### WHAT IS NEEDED
The lines to be extracted run from the start of the listing through the line containing "pub enum MovementPattern"; copy them exactly and nothing else.

● ● ●

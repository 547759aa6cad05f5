//! Gauntlet - Top-down Arena Combat Loop
//!
//! Runs one headless gauntlet and prints the result.

use gauntlet::cli;
use gauntlet::headless::run_headless;

fn main() {
    let args = cli::parse_args();

    let config = match args.to_run_config() {
        Ok(config) => config,
        Err(e) => {
            eprintln!("Invalid configuration: {}", e);
            std::process::exit(2);
        }
    };

    match run_headless(config) {
        Ok(result) => {
            println!(
                "{}: phase {}, {} kills, {:.0} damage dealt, {:.0} taken, {:.1}s",
                result.outcome.label(),
                result.summary.final_phase,
                result.summary.monsters_killed,
                result.summary.damage_dealt,
                result.summary.damage_taken,
                result.summary.elapsed_secs
            );
        }
        Err(e) => {
            eprintln!("Headless run failed: {}", e);
            std::process::exit(1);
        }
    }
}
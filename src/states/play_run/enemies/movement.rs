//! Enemy locomotion patterns.

use bevy::prelude::*;

use super::EnemyKind;
use crate::states::play_run::components::{
    blocked_by_obstacle, Arena, CombatEntity, Enemy, GameRng, Hitbox, Obstacle, Player,
};
use crate::states::play_run::constants::*;

/// How an enemy moves. The mage boss moves through its own behaviour system
/// and uses `Scripted`.
#[derive(Component, Debug, Clone, PartialEq)]
pub enum MovementPattern {
    /// Walk straight at the player, refusing steps that touch an obstacle.
    Chase,
    /// Walk in a grid direction that changes every `turn_interval`.
    Roam {
        direction: Vec2,
        next_turn_at: f32,
        turn_interval: f32,
    },
    Stationary,
    /// Alternate a moving stretch in a random direction with a pause.
    MovePause {
        direction: Vec2,
        moving: bool,
        toggle_at: f32,
        move_secs: f32,
        pause_secs: f32,
    },
    /// Random walk that reverses an axis before crossing an inner wall.
    Bounce {
        direction: Vec2,
        next_turn_at: f32,
        turn_interval: f32,
        margin: f32,
    },
    Scripted,
}

impl MovementPattern {
    pub fn for_kind(kind: EnemyKind, now: f32, rng: &mut GameRng) -> Self {
        match kind {
            EnemyKind::Melee => MovementPattern::Chase,
            EnemyKind::Animal => MovementPattern::Roam {
                direction: rng.grid_direction(),
                next_turn_at: now + ROAM_TURN_INTERVAL,
                turn_interval: ROAM_TURN_INTERVAL,
            },
            EnemyKind::PlantShooter => MovementPattern::Stationary,
            EnemyKind::StoneShooter => MovementPattern::move_pause(now, STONE_MOVE_SECS, STONE_PAUSE_SECS, rng),
            EnemyKind::TornadoShooter => {
                MovementPattern::move_pause(now, TORNADO_MOVE_SECS, TORNADO_PAUSE_SECS, rng)
            }
            EnemyKind::SpiderBoss => MovementPattern::Bounce {
                direction: rng.grid_direction(),
                next_turn_at: now + SPIDER_TURN_INTERVAL,
                turn_interval: SPIDER_TURN_INTERVAL,
                margin: SPIDER_BOUNCE_MARGIN,
            },
            EnemyKind::MageBoss => MovementPattern::Scripted,
        }
    }

    fn move_pause(now: f32, move_secs: f32, pause_secs: f32, rng: &mut GameRng) -> Self {
        MovementPattern::MovePause {
            direction: rng.unit_direction(),
            moving: true,
            toggle_at: now + move_secs,
            move_secs,
            pause_secs,
        }
    }

    /// True while a move/pause walker is standing still.
    pub fn is_paused(&self) -> bool {
        matches!(self, MovementPattern::MovePause { moving: false, .. })
    }

    /// Advance timers and return the position this pattern wants next.
    ///
    /// Obstacle and bounds handling is left to the caller except for `Bounce`,
    /// which needs the arena to decide its reflection.
    pub fn next_position(
        &mut self,
        position: Vec2,
        player: Vec2,
        speed: f32,
        dt: f32,
        now: f32,
        arena: &Arena,
        rng: &mut GameRng,
    ) -> Vec2 {
        let step = speed * dt;
        match self {
            MovementPattern::Chase => {
                let to_player = player - position;
                if to_player.length() > 1.0 {
                    position + to_player.normalize() * step
                } else {
                    position
                }
            }
            MovementPattern::Roam {
                direction,
                next_turn_at,
                turn_interval,
            } => {
                if now >= *next_turn_at {
                    *direction = rng.grid_direction();
                    *next_turn_at = now + *turn_interval;
                }
                position + *direction * step
            }
            MovementPattern::Stationary | MovementPattern::Scripted => position,
            MovementPattern::MovePause {
                direction,
                moving,
                toggle_at,
                move_secs,
                pause_secs,
            } => {
                if now >= *toggle_at {
                    *moving = !*moving;
                    if *moving {
                        *direction = rng.unit_direction();
                        *toggle_at = now + *move_secs;
                    } else {
                        *toggle_at = now + *pause_secs;
                    }
                }
                if *moving {
                    position + *direction * step
                } else {
                    position
                }
            }
            MovementPattern::Bounce {
                direction,
                next_turn_at,
                turn_interval,
                margin,
            } => {
                if now >= *next_turn_at {
                    *direction = rng.grid_direction();
                    *next_turn_at = now + *turn_interval;
                }
                let inner = arena.inset(*margin);
                let probe = position + *direction * step;
                if probe.x < inner.min.x || probe.x > inner.max.x {
                    direction.x = -direction.x;
                }
                if probe.y < inner.min.y || probe.y > inner.max.y {
                    direction.y = -direction.y;
                }
                position + *direction * step
            }
        }
    }

    /// Whether this pattern refuses steps into obstacles.
    fn respects_obstacles(&self) -> bool {
        matches!(self, MovementPattern::Chase | MovementPattern::Roam { .. })
    }
}

/// Move every live enemy according to its pattern. Runs only while enemies are active.
pub fn move_enemies(
    time: Res<Time>,
    arena: Res<Arena>,
    mut rng: ResMut<GameRng>,
    player: Query<&Transform, (With<Player>, Without<Enemy>)>,
    obstacles: Query<&Transform, (With<Obstacle>, Without<Enemy>, Without<Player>)>,
    mut enemies: Query<(&mut Transform, &mut MovementPattern, &Enemy, &CombatEntity, &Hitbox), Without<Player>>,
) {
    let Ok(player_transform) = player.get_single() else {
        return;
    };
    let player_pos = player_transform.translation.truncate();
    let obstacle_positions: Vec<Vec2> = obstacles.iter().map(|t| t.translation.truncate()).collect();
    let dt = time.delta_secs();
    let now = time.elapsed_secs();

    for (mut transform, mut pattern, enemy, combat, hitbox) in enemies.iter_mut() {
        if !combat.is_alive() {
            continue;
        }
        let position = transform.translation.truncate();
        let next = pattern.next_position(position, player_pos, enemy.speed, dt, now, &arena, &mut rng);
        if next == position {
            continue;
        }
        if pattern.respects_obstacles()
            && blocked_by_obstacle(next, obstacle_positions.iter().copied(), OBSTACLE_BLOCK_RADIUS)
        {
            continue;
        }
        let clamped = arena.clamp_box(next, hitbox.half_extents);
        transform.translation.x = clamped.x;
        transform.translation.y = clamped.y;
    }
}

#[cfg(test)]
mod tests {
    use super::*;

    #[test]
    fn test_chase_steps_toward_player() {
        let arena = Arena::default();
        let mut rng = GameRng::from_seed(1);
        let mut pattern = MovementPattern::Chase;
        let next = pattern.next_position(
            Vec2::new(100.0, 100.0),
            Vec2::new(200.0, 100.0),
            48.0,
            0.5,
            0.0,
            &arena,
            &mut rng,
        );
        assert_eq!(next, Vec2::new(124.0, 100.0));
    }

    #[test]
    fn test_move_pause_alternates() {
        let arena = Arena::default();
        let mut rng = GameRng::from_seed(3);
        let mut pattern = MovementPattern::for_kind(EnemyKind::StoneShooter, 0.0, &mut rng);
        assert!(!pattern.is_paused());

        let start = Vec2::new(200.0, 200.0);
        pattern.next_position(start, Vec2::ZERO, 72.0, 0.1, 1.0, &arena, &mut rng);
        assert!(pattern.is_paused());
        let held = pattern.next_position(start, Vec2::ZERO, 72.0, 0.1, 1.5, &arena, &mut rng);
        assert_eq!(held, start);

        pattern.next_position(start, Vec2::ZERO, 72.0, 0.1, 2.5, &arena, &mut rng);
        assert!(!pattern.is_paused());
    }

    #[test]
    fn test_bounce_reverses_at_inner_wall() {
        let arena = Arena::default();
        let mut rng = GameRng::from_seed(5);
        let mut pattern = MovementPattern::Bounce {
            direction: Vec2::new(-1.0, 0.0),
            next_turn_at: 100.0,
            turn_interval: SPIDER_TURN_INTERVAL,
            margin: SPIDER_BOUNCE_MARGIN,
        };
        let next = pattern.next_position(Vec2::new(41.0, 200.0), Vec2::ZERO, 60.0, 0.1, 0.0, &arena, &mut rng);
        assert!(next.x > 41.0, "should have bounced, got {:?}", next);
    }

    #[test]
    fn test_stationary_never_moves() {
        let arena = Arena::default();
        let mut rng = GameRng::from_seed(5);
        let mut pattern = MovementPattern::for_kind(EnemyKind::PlantShooter, 0.0, &mut rng);
        let pos = Vec2::new(10.0, 10.0);
        assert_eq!(pattern.next_position(pos, Vec2::ZERO, 100.0, 1.0, 0.0, &arena, &mut rng), pos);
    }
}
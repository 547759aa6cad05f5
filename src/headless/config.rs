//! JSON configuration parsing for headless mode
//!
//! Parses a JSON run configuration and converts it to the game's `RunSettings`.

use serde::{Deserialize, Serialize};
use std::path::{Path, PathBuf};

use crate::states::play_run::constants::FINAL_PHASE;
use crate::states::play_run::{PowerUpId, RecoveryChoice};
use crate::states::run_config::RunSettings;

/// Headless run configuration loaded from JSON
#[derive(Debug, Clone, Serialize, Deserialize)]
pub struct HeadlessRunConfig {
    /// Random seed for deterministic run reproduction
    #[serde(default)]
    pub random_seed: Option<u64>,
    /// Maximum run duration in simulated seconds (default: 1800)
    #[serde(default = "default_max_duration")]
    pub max_duration_secs: f32,
    /// Custom output path for the run log (optional)
    #[serde(default)]
    pub output_path: Option<String>,
    /// Phase to start at (default: 1)
    #[serde(default = "default_start_phase")]
    pub start_phase: u32,
    /// Step simulated time as fast as possible instead of in real time
    #[serde(default = "default_fast_forward")]
    pub fast_forward: bool,
    /// Autopilot draft order, most wanted first (power-up ids such as "damage_plus")
    #[serde(default)]
    pub draft_preference: Vec<String>,
    /// Autopilot choice on recovery phases (default: heal)
    #[serde(default = "default_recovery_choice")]
    pub recovery_choice: RecoveryChoice,
    /// Enemy definitions file overriding the built-in table
    #[serde(default)]
    pub enemies_path: Option<PathBuf>,
    /// Install the log plugin
    #[serde(default = "default_enable_logging")]
    pub enable_logging: bool,
    /// Log filter passed to the log plugin
    #[serde(default = "default_log_filter")]
    pub log_filter: String,
}

fn default_max_duration() -> f32 {
    1800.0
}

fn default_start_phase() -> u32 {
    1
}

fn default_fast_forward() -> bool {
    true
}

fn default_recovery_choice() -> RecoveryChoice {
    RecoveryChoice::Heal
}

fn default_enable_logging() -> bool {
    true
}

fn default_log_filter() -> String {
    "info,wgpu=error,naga=warn".to_string()
}

impl Default for HeadlessRunConfig {
    fn default() -> Self {
        Self {
            random_seed: None,
            max_duration_secs: default_max_duration(),
            output_path: None,
            start_phase: default_start_phase(),
            fast_forward: default_fast_forward(),
            draft_preference: Vec::new(),
            recovery_choice: default_recovery_choice(),
            enemies_path: None,
            enable_logging: default_enable_logging(),
            log_filter: default_log_filter(),
        }
    }
}

impl HeadlessRunConfig {
    /// Load configuration from a JSON file
    pub fn load_from_file(path: &Path) -> Result<Self, String> {
        let contents = std::fs::read_to_string(path)
            .map_err(|e| format!("Failed to read config file: {}", e))?;
        Self::from_json_str(&contents)
    }

    pub fn from_json_str(contents: &str) -> Result<Self, String> {
        let config: HeadlessRunConfig = serde_json::from_str(contents)
            .map_err(|e| format!("Failed to parse JSON: {}", e))?;
        config.validate()?;
        Ok(config)
    }

    /// Validate the configuration
    pub fn validate(&self) -> Result<(), String> {
        if !(self.max_duration_secs > 0.0) {
            return Err("max_duration_secs must be positive".to_string());
        }
        if self.start_phase == 0 || self.start_phase > FINAL_PHASE {
            return Err(format!(
                "start_phase must be between 1 and {}, got {}",
                FINAL_PHASE, self.start_phase
            ));
        }
        self.draft_preferences()?;
        Ok(())
    }

    /// Parsed draft preference order
    pub fn draft_preferences(&self) -> Result<Vec<PowerUpId>, String> {
        self.draft_preference
            .iter()
            .map(|name| PowerUpId::parse(name))
            .collect()
    }

    /// Convert to the game's RunSettings
    pub fn to_run_settings(&self) -> RunSettings {
        RunSettings {
            start_phase: self.start_phase,
            random_seed: self.random_seed,
            enemies_path: self.enemies_path.clone(),
        }
    }
}
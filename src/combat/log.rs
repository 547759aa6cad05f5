//! Run logging
//!
//! Records run events for post-run analysis and the headless report.

use bevy::prelude::*;
use serde::{Deserialize, Serialize};
use std::collections::HashMap;
use std::path::Path;

use super::events::{DamageDealt, RunSummary};

/// A single entry in the run log
#[derive(Debug, Clone, Serialize, Deserialize)]
pub struct RunLogEntry {
    /// Timestamp in run time (seconds since the run started)
    pub timestamp: f32,
    /// The type of event
    pub event_type: RunLogEventType,
    /// Human-readable description of the event
    pub message: String,
}

/// Types of run log events for filtering
#[derive(Debug, Clone, Copy, PartialEq, Eq, Serialize, Deserialize)]
pub enum RunLogEventType {
    /// Damage dealt or taken
    Damage,
    /// Enemy or player died
    Death,
    /// Phase entered, cleared, door opened
    PhaseEvent,
    /// Draft offered or power-up taken
    PowerUp,
    /// Boss split, fury, teleport, defeat
    BossEvent,
    /// Run start, completion, reset
    RunEvent,
}

/// Metadata written alongside the entries when a log is saved.
#[derive(Debug, Clone, Serialize, Deserialize)]
pub struct RunMetadata {
    /// "Victory", "Defeated" or "TimedOut"
    pub outcome: String,
    pub random_seed: Option<u64>,
    pub summary: RunSummary,
}

#[derive(Serialize)]
struct SavedRunLog<'a> {
    metadata: &'a RunMetadata,
    damage_by_source: HashMap<String, f32>,
    entries: &'a [RunLogEntry],
}

/// The run log resource storing all events
#[derive(Resource, Default, Debug)]
pub struct RunLog {
    /// All log entries in chronological order
    pub entries: Vec<RunLogEntry>,
    /// Current run time
    pub run_time: f32,
}

impl RunLog {
    /// Clear the log for a new run
    pub fn clear(&mut self) {
        self.entries.clear();
        self.run_time = 0.0;
    }

    /// Add a new entry to the log
    pub fn log(&mut self, event_type: RunLogEventType, message: String) {
        self.entries.push(RunLogEntry {
            timestamp: self.run_time,
            event_type,
            message,
        });
    }

    /// Log a landed hit in the standard format:
    /// `"<source> hits <target> for <amount>"`, with a `" (lethal)"` suffix on kills.
    pub fn log_damage(&mut self, damage: &DamageDealt) {
        let lethal = matches!(
            damage.outcome,
            crate::states::play_run::components::DamageOutcome::Lethal
        );
        self.log(
            RunLogEventType::Damage,
            format!(
                "{} hits {} for {:.0}{}",
                damage.source.label(),
                damage.target.label(),
                damage.amount,
                if lethal { " (lethal)" } else { "" }
            ),
        );
    }

    /// Get entries filtered by event type
    pub fn filter_by_type(&self, event_type: RunLogEventType) -> Vec<&RunLogEntry> {
        self.entries
            .iter()
            .filter(|e| e.event_type == event_type)
            .collect()
    }

    /// Get the last N entries
    pub fn recent(&self, count: usize) -> Vec<&RunLogEntry> {
        self.entries.iter().rev().take(count).rev().collect()
    }

    /// Sum damage per source label, parsed back out of damage entries.
    pub fn total_damage_by_source(&self) -> HashMap<String, f32> {
        let mut totals = HashMap::new();
        for entry in self.filter_by_type(RunLogEventType::Damage) {
            let Some((source, rest)) = entry.message.split_once(" hits ") else {
                continue;
            };
            let Some((_, amount)) = rest.rsplit_once(" for ") else {
                continue;
            };
            let amount = amount.trim_end_matches(" (lethal)");
            if let Ok(value) = amount.parse::<f32>() {
                *totals.entry(source.to_string()).or_insert(0.0) += value;
            }
        }
        totals
    }

    /// Save the log as pretty JSON. Without an explicit path, writes to
    /// `run_logs/run_<unix-seconds>.json`. Returns the path written.
    pub fn save_to_file(&self, metadata: &RunMetadata, output_path: Option<&str>) -> Result<String, String> {
        let path = match output_path {
            Some(path) => path.to_string(),
            None => {
                let stamp = std::time::SystemTime::now()
                    .duration_since(std::time::UNIX_EPOCH)
                    .map(|d| d.as_secs())
                    .unwrap_or(0);
                format!("run_logs/run_{}.json", stamp)
            }
        };

        if let Some(parent) = Path::new(&path).parent() {
            if !parent.as_os_str().is_empty() {
                std::fs::create_dir_all(parent)
                    .map_err(|e| format!("Failed to create {}: {}", parent.display(), e))?;
            }
        }

        let saved = SavedRunLog {
            metadata,
            damage_by_source: self.total_damage_by_source(),
            entries: &self.entries,
        };
        let json = serde_json::to_string_pretty(&saved)
            .map_err(|e| format!("Failed to serialize run log: {}", e))?;
        std::fs::write(&path, json).map_err(|e| format!("Failed to write {}: {}", path, e))?;
        Ok(path)
    }
}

● ● ●

### WRITTEN SOLUTION
repository 547759aa6cad05f5
//! Gauntlet - Top-down Arena Combat Loop
//!
//! Runs one headless gauntlet and prints the result.

use gauntlet::cli;
use gauntlet::headless::run_headless;

fn main() {
    let args = cli::parse_args();

    let config = match args.to_run_config() {
        Ok(config) => config,
        Err(e) => {
            eprintln!("Invalid configuration: {}", e);
            std::process::exit(2);
        }
    };

    match run_headless(config) {
        Ok(result) => {
            println!(
                "{}: phase {}, {} kills, {:.0} damage dealt, {:.0} taken, {:.1}s",
                result.outcome.label(),
                result.summary.final_phase,
                result.summary.monsters_killed,
                result.summary.damage_dealt,
                result.summary.damage_taken,
                result.summary.elapsed_secs
            );
        }
        Err(e) => {
            eprintln!("Headless run failed: {}", e);
            std::process::exit(1);
        }
    }
}
filename src/states/play_run/enemies/movement.rs
//! Enemy locomotion patterns.

use bevy::prelude::*;

use super::EnemyKind;
use crate::states::play_run::components::{
    blocked_by_obstacle, Arena, CombatEntity, Enemy, GameRng, Hitbox, Obstacle, Player,
};
use crate::states::play_run::constants::*;

/// How an enemy moves. The mage boss moves through its own behaviour system
/// and uses `Scripted`.
#[derive(Component, Debug, Clone, PartialEq)]
pub enum MovementPattern {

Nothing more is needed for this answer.